◆ **WHAT YOU WILL DO**: Write out the data again in full, exactly as it reads.

·····

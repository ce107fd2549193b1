//! JWT utilities for authentication
//!
//! Token issuance (login, registration) belongs to the external auth system;
//! this service validates bearer tokens and extracts the caller identity.
//! `issue_token` exists for tooling and tests that need to mint their own.

use chrono::{Duration, Utc};
use jsonwebtoken::{decode, encode, DecodingKey, EncodingKey, Header, Validation};
use market_core::EntityId;
use serde::{Deserialize, Serialize};

use crate::error::AppError;

/// JWT claims structure
#[derive(Debug, Clone, Serialize, Deserialize)]
pub struct Claims {
    /// Subject (user ID)
    pub sub: String,
    /// Issued at (Unix timestamp)
    pub iat: i64,
    /// Expiration time (Unix timestamp)
    pub exp: i64,
}

impl Claims {
    /// Get the user ID as an EntityId
    ///
    /// # Errors
    /// Returns an error if the subject is not a valid id
    pub fn user_id(&self) -> Result<EntityId, AppError> {
        EntityId::parse(&self.sub).map_err(|_| AppError::InvalidToken)
    }

    /// Check if the token is expired
    #[must_use]
    pub fn is_expired(&self) -> bool {
        Utc::now().timestamp() > self.exp
    }
}

/// JWT service for encoding and decoding tokens
#[derive(Clone)]
pub struct JwtService {
    encoding_key: EncodingKey,
    decoding_key: DecodingKey,
    token_expiry: i64,
}

impl JwtService {
    /// Create a new JWT service with the given secret and expiry in seconds
    #[must_use]
    pub fn new(secret: &str, token_expiry: i64) -> Self {
        Self {
            encoding_key: EncodingKey::from_secret(secret.as_bytes()),
            decoding_key: DecodingKey::from_secret(secret.as_bytes()),
            token_expiry,
        }
    }

    /// Issue a token for a user
    ///
    /// # Errors
    /// Returns an error if token encoding fails
    pub fn issue_token(&self, user_id: &EntityId) -> Result<String, AppError> {
        let now = Utc::now();
        let claims = Claims {
            sub: user_id.to_string(),
            iat: now.timestamp(),
            exp: (now + Duration::seconds(self.token_expiry)).timestamp(),
        };

        encode(&Header::default(), &claims, &self.encoding_key)
            .map_err(|_| AppError::Internal(anyhow::anyhow!("Failed to encode JWT")))
    }

    /// Decode and validate a token
    ///
    /// # Errors
    /// Returns an error if the token is invalid or expired
    pub fn validate_token(&self, token: &str) -> Result<Claims, AppError> {
        let validation = Validation::default();

        let token_data = decode::<Claims>(token, &self.decoding_key, &validation).map_err(|e| {
            match e.kind() {
                jsonwebtoken::errors::ErrorKind::ExpiredSignature => AppError::TokenExpired,
                _ => AppError::InvalidToken,
            }
        })?;

        Ok(token_data.claims)
    }
}

impl std::fmt::Debug for JwtService {
    fn fmt(&self, f: &mut std::fmt::Formatter<'_>) -> std::fmt::Result {
        f.debug_struct("JwtService")
            .field("token_expiry", &self.token_expiry)
            .finish()
    }
}

#[cfg(test)]
mod tests {
    use super::*;

    fn service() -> JwtService {
        JwtService::new("test-secret-key-for-unit-tests", 3600)
    }

    #[test]
    fn test_issue_and_validate_round_trip() {
        let svc = service();
        let user_id = EntityId::new("user123");

        let token = svc.issue_token(&user_id).unwrap();
        let claims = svc.validate_token(&token).unwrap();

        assert_eq!(claims.sub, "user123");
        assert_eq!(claims.user_id().unwrap(), user_id);
        assert!(!claims.is_expired());
    }

    #[test]
    fn test_validate_rejects_garbage() {
        let svc = service();
        assert!(matches!(
            svc.validate_token("not.a.token"),
            Err(AppError::InvalidToken)
        ));
    }

    #[test]
    fn test_validate_rejects_wrong_secret() {
        let svc = service();
        let other = JwtService::new("a-different-secret", 3600);

        let token = other.issue_token(&EntityId::new("user123")).unwrap();
        assert!(matches!(
            svc.validate_token(&token),
            Err(AppError::InvalidToken)
        ));
    }

    #[test]
    fn test_claims_user_id_validation() {
        let claims = Claims {
            sub: "bad id!".to_string(),
            iat: 0,
            exp: i64::MAX,
        };
        assert!(matches!(claims.user_id(), Err(AppError::InvalidToken)));
    }
}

·····

◆ **ANSWER BOX**:
repository ce107fd2549193b1
//! JWT utilities for authentication
//!
//! Token issuance (login, registration) belongs to the external auth system;
//! this service validates bearer tokens and extracts the caller identity.
//! `issue_token` exists for tooling and tests that need to mint their own.

use chrono::{Duration, Utc};
use jsonwebtoken::{decode, encode, DecodingKey, EncodingKey, Header, Validation};
use market_core::EntityId;
use serde::{Deserialize, Serialize};

use crate::error::AppError;

/// JWT claims structure
#[derive(Debug, Clone, Serialize, Deserialize)]
pub struct Claims {
    /// Subject (user ID)
    pub sub: String,
    /// Issued at (Unix timestamp)
    pub iat: i64,
    /// Expiration time (Unix timestamp)
    pub exp: i64,
}

impl Claims {
    /// Get the user ID as an EntityId
    ///
    /// # Errors
    /// Returns an error if the subject is not a valid id
    pub fn user_id(&self) -> Result<EntityId, AppError> {
        EntityId::parse(&self.sub).map_err(|_| AppError::InvalidToken)
    }

    /// Check if the token is expired
    #[must_use]
    pub fn is_expired(&self) -> bool {
        Utc::now().timestamp() > self.exp
    }
}

/// JWT service for encoding and decoding tokens
#[derive(Clone)]
pub struct JwtService {
    encoding_key: EncodingKey,
    decoding_key: DecodingKey,
    token_expiry: i64,
}

impl JwtService {
    /// Create a new JWT service with the given secret and expiry in seconds
    #[must_use]
    pub fn new(secret: &str, token_expiry: i64) -> Self {
        Self {
            encoding_key: EncodingKey::from_secret(secret.as_bytes()),
            decoding_key: DecodingKey::from_secret(secret.as_bytes()),
            token_expiry,
        }
    }

    /// Issue a token for a user
    ///
    /// # Errors
    /// Returns an error if token encoding fails
    pub fn issue_token(&self, user_id: &EntityId) -> Result<String, AppError> {
        let now = Utc::now();
        let claims = Claims {
            sub: user_id.to_string(),
            iat: now.timestamp(),
            exp: (now + Duration::seconds(self.token_expiry)).timestamp(),
        };

        encode(&Header::default(), &claims, &self.encoding_key)
            .map_err(|_| AppError::Internal(anyhow::anyhow!("Failed to encode JWT")))
    }

    /// Decode and validate a token
    ///
    /// # Errors
    /// Returns an error if the token is invalid or expired
    pub fn validate_token(&self, token: &str) -> Result<Claims, AppError> {
        let validation = Validation::default();

        let token_data = decode::<Claims>(token, &self.decoding_key, &validation).map_err(|e| {
            match e.kind() {
                jsonwebtoken::errors::ErrorKind::ExpiredSignature => AppError::TokenExpired,
                _ => AppError::InvalidToken,
            }
        })?;

        Ok(token_data.claims)
    }
}

impl std::fmt::Debug for JwtService {
    fn fmt(&self, f: &mut std::fmt::Formatter<'_>) -> std::fmt::Result {
        f.debug_struct("JwtService")
            .field("token_expiry", &self.token_expiry)
            .finish()
    }
}

#[cfg(test)]
mod tests {
    use super::*;

    fn service() -> JwtService {
        JwtService::new("test-secret-key-for-unit-tests", 3600)
    }

    #[test]
    fn test_issue_and_validate_round_trip() {
        let svc = service();
        let user_id = EntityId::new("user123");

        let token = svc.issue_token(&user_id).unwrap();
        let claims = svc.validate_token(&token).unwrap();

        assert_eq!(claims.sub, "user123");
        assert_eq!(claims.user_id().unwrap(), user_id);
        assert!(!claims.is_expired());
    }

    #[test]
    fn test_validate_rejects_garbage() {
        let svc = service();
        assert!(matches!(
            svc.validate_token("not.a.token"),
            Err(AppError::InvalidToken)
        ));
    }

    #[test]
    fn test_validate_rejects_wrong_secret() {
        let svc = service();
        let other = JwtService::new("a-different-secret", 3600);

        let token = other.issue_token(&EntityId::new("user123")).unwrap();
        assert!(matches!(
            svc.validate_token(&token),
            Err(AppError::InvalidToken)
        ));
    }

    #[test]
    fn test_claims_user_id_validation() {
        let claims = Claims {
            sub: "bad id!".to_string(),
            iat: 0,
            exp: i64::MAX,
        };
        assert!(matches!(claims.user_id(), Err(AppError::InvalidToken)));
    }
}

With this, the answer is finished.